**Problem requirements:**
The expected output is every entry, repeated word for word.
(Beginning of Records)
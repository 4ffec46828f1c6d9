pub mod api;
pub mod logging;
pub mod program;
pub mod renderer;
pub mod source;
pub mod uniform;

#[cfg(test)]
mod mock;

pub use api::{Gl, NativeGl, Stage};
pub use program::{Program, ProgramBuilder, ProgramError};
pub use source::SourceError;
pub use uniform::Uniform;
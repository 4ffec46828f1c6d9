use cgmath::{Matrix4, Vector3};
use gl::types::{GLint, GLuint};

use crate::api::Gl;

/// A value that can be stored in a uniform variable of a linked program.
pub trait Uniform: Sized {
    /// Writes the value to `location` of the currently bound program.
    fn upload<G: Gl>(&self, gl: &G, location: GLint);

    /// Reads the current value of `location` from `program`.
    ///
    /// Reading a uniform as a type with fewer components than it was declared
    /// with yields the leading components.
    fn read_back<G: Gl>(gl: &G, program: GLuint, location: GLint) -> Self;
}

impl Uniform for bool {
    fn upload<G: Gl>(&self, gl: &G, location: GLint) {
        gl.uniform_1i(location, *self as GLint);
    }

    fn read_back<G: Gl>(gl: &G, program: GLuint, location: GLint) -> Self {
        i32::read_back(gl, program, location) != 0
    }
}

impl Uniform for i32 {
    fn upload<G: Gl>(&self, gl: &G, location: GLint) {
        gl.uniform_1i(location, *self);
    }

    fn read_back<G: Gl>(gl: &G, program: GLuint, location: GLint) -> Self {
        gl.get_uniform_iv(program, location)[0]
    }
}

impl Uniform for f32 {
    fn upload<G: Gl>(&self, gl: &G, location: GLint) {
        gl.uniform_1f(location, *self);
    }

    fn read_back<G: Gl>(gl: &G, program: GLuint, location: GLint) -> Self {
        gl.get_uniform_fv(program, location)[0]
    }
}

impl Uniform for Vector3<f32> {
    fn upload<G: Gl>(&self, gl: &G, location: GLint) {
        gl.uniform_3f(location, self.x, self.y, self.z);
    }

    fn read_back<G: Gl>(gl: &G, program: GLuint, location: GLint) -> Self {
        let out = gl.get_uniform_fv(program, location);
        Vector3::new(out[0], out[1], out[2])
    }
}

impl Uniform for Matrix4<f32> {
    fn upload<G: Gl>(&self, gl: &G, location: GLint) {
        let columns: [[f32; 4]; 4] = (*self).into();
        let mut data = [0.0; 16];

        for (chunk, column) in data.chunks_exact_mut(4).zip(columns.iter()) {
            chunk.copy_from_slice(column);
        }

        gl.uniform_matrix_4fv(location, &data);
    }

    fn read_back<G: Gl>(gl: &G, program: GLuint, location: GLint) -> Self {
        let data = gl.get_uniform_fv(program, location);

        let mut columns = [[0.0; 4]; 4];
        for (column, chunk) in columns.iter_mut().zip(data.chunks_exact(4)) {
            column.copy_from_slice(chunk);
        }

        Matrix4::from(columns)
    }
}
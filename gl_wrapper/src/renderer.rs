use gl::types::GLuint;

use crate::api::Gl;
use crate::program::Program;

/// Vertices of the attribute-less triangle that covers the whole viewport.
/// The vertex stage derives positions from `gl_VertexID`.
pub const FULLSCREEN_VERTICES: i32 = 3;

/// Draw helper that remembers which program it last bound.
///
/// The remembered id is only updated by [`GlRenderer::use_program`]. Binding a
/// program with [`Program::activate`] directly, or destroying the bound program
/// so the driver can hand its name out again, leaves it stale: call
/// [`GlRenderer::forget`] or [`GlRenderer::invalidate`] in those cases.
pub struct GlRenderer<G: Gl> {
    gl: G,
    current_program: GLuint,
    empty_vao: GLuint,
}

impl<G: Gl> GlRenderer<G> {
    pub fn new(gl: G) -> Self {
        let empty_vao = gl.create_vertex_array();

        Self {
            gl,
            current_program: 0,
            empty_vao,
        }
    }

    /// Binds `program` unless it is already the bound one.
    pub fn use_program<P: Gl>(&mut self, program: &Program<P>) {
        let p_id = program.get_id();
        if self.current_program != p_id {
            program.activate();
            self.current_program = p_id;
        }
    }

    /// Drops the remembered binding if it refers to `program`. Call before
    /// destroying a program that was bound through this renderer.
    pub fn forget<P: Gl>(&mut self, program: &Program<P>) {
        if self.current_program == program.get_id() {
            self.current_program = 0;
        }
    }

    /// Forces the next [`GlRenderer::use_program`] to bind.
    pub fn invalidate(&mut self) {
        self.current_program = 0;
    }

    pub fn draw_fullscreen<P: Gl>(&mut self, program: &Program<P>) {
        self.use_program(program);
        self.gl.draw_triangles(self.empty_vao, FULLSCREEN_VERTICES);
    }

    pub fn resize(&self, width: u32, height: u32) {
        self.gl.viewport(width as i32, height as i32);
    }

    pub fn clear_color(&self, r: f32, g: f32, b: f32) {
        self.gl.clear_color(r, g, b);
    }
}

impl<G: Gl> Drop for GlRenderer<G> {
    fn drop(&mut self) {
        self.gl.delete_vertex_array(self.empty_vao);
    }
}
(End of Records)
**Solution to the exercise:**
repository 4ffec46828f1c6d9
pub mod api;
pub mod logging;
pub mod program;
pub mod renderer;
pub mod source;
pub mod uniform;

#[cfg(test)]
mod mock;

pub use api::{Gl, NativeGl, Stage};
pub use program::{Program, ProgramBuilder, ProgramError};
pub use source::SourceError;
pub use uniform::Uniform;
repository 4ffec46828f1c6d9
use cgmath::{Matrix4, Vector3};
use gl::types::{GLint, GLuint};

use crate::api::Gl;

/// A value that can be stored in a uniform variable of a linked program.
pub trait Uniform: Sized {
    /// Writes the value to `location` of the currently bound program.
    fn upload<G: Gl>(&self, gl: &G, location: GLint);

    /// Reads the current value of `location` from `program`.
    ///
    /// Reading a uniform as a type with fewer components than it was declared
    /// with yields the leading components.
    fn read_back<G: Gl>(gl: &G, program: GLuint, location: GLint) -> Self;
}

impl Uniform for bool {
    fn upload<G: Gl>(&self, gl: &G, location: GLint) {
        gl.uniform_1i(location, *self as GLint);
    }

    fn read_back<G: Gl>(gl: &G, program: GLuint, location: GLint) -> Self {
        i32::read_back(gl, program, location) != 0
    }
}

impl Uniform for i32 {
    fn upload<G: Gl>(&self, gl: &G, location: GLint) {
        gl.uniform_1i(location, *self);
    }

    fn read_back<G: Gl>(gl: &G, program: GLuint, location: GLint) -> Self {
        gl.get_uniform_iv(program, location)[0]
    }
}

impl Uniform for f32 {
    fn upload<G: Gl>(&self, gl: &G, location: GLint) {
        gl.uniform_1f(location, *self);
    }

    fn read_back<G: Gl>(gl: &G, program: GLuint, location: GLint) -> Self {
        gl.get_uniform_fv(program, location)[0]
    }
}

impl Uniform for Vector3<f32> {
    fn upload<G: Gl>(&self, gl: &G, location: GLint) {
        gl.uniform_3f(location, self.x, self.y, self.z);
    }

    fn read_back<G: Gl>(gl: &G, program: GLuint, location: GLint) -> Self {
        let out = gl.get_uniform_fv(program, location);
        Vector3::new(out[0], out[1], out[2])
    }
}

impl Uniform for Matrix4<f32> {
    fn upload<G: Gl>(&self, gl: &G, location: GLint) {
        let columns: [[f32; 4]; 4] = (*self).into();
        let mut data = [0.0; 16];

        for (chunk, column) in data.chunks_exact_mut(4).zip(columns.iter()) {
            chunk.copy_from_slice(column);
        }

        gl.uniform_matrix_4fv(location, &data);
    }

    fn read_back<G: Gl>(gl: &G, program: GLuint, location: GLint) -> Self {
        let data = gl.get_uniform_fv(program, location);

        let mut columns = [[0.0; 4]; 4];
        for (column, chunk) in columns.iter_mut().zip(data.chunks_exact(4)) {
            column.copy_from_slice(chunk);
        }

        Matrix4::from(columns)
    }
}
filename gl_wrapper/src/renderer.rs
use gl::types::GLuint;

use crate::api::Gl;
use crate::program::Program;

/// Vertices of the attribute-less triangle that covers the whole viewport.
/// The vertex stage derives positions from `gl_VertexID`.
pub const FULLSCREEN_VERTICES: i32 = 3;

/// Draw helper that remembers which program it last bound.
///
/// The remembered id is only updated by [`GlRenderer::use_program`]. Binding a
/// program with [`Program::activate`] directly, or destroying the bound program
/// so the driver can hand its name out again, leaves it stale: call
/// [`GlRenderer::forget`] or [`GlRenderer::invalidate`] in those cases.
pub struct GlRenderer<G: Gl> {
    gl: G,
    current_program: GLuint,
    empty_vao: GLuint,
}

impl<G: Gl> GlRenderer<G> {
    pub fn new(gl: G) -> Self {
        let empty_vao = gl.create_vertex_array();

        Self {
            gl,
            current_program: 0,
            empty_vao,
        }
    }

    /// Binds `program` unless it is already the bound one.
    pub fn use_program<P: Gl>(&mut self, program: &Program<P>) {
        let p_id = program.get_id();
        if self.current_program != p_id {
            program.activate();
            self.current_program = p_id;
        }
    }

    /// Drops the remembered binding if it refers to `program`. Call before
    /// destroying a program that was bound through this renderer.
    pub fn forget<P: Gl>(&mut self, program: &Program<P>) {
        if self.current_program == program.get_id() {
            self.current_program = 0;
        }
    }

    /// Forces the next [`GlRenderer::use_program`] to bind.
    pub fn invalidate(&mut self) {
        self.current_program = 0;
    }

    pub fn draw_fullscreen<P: Gl>(&mut self, program: &Program<P>) {
        self.use_program(program);
        self.gl.draw_triangles(self.empty_vao, FULLSCREEN_VERTICES);
    }

    pub fn resize(&self, width: u32, height: u32) {
        self.gl.viewport(width as i32, height as i32);
    }

    pub fn clear_color(&self, r: f32, g: f32, b: f32) {
        self.gl.clear_color(r, g, b);
    }
}

impl<G: Gl> Drop for GlRenderer<G> {
    fn drop(&mut self) {
        self.gl.delete_vertex_array(self.empty_vao);
    }
}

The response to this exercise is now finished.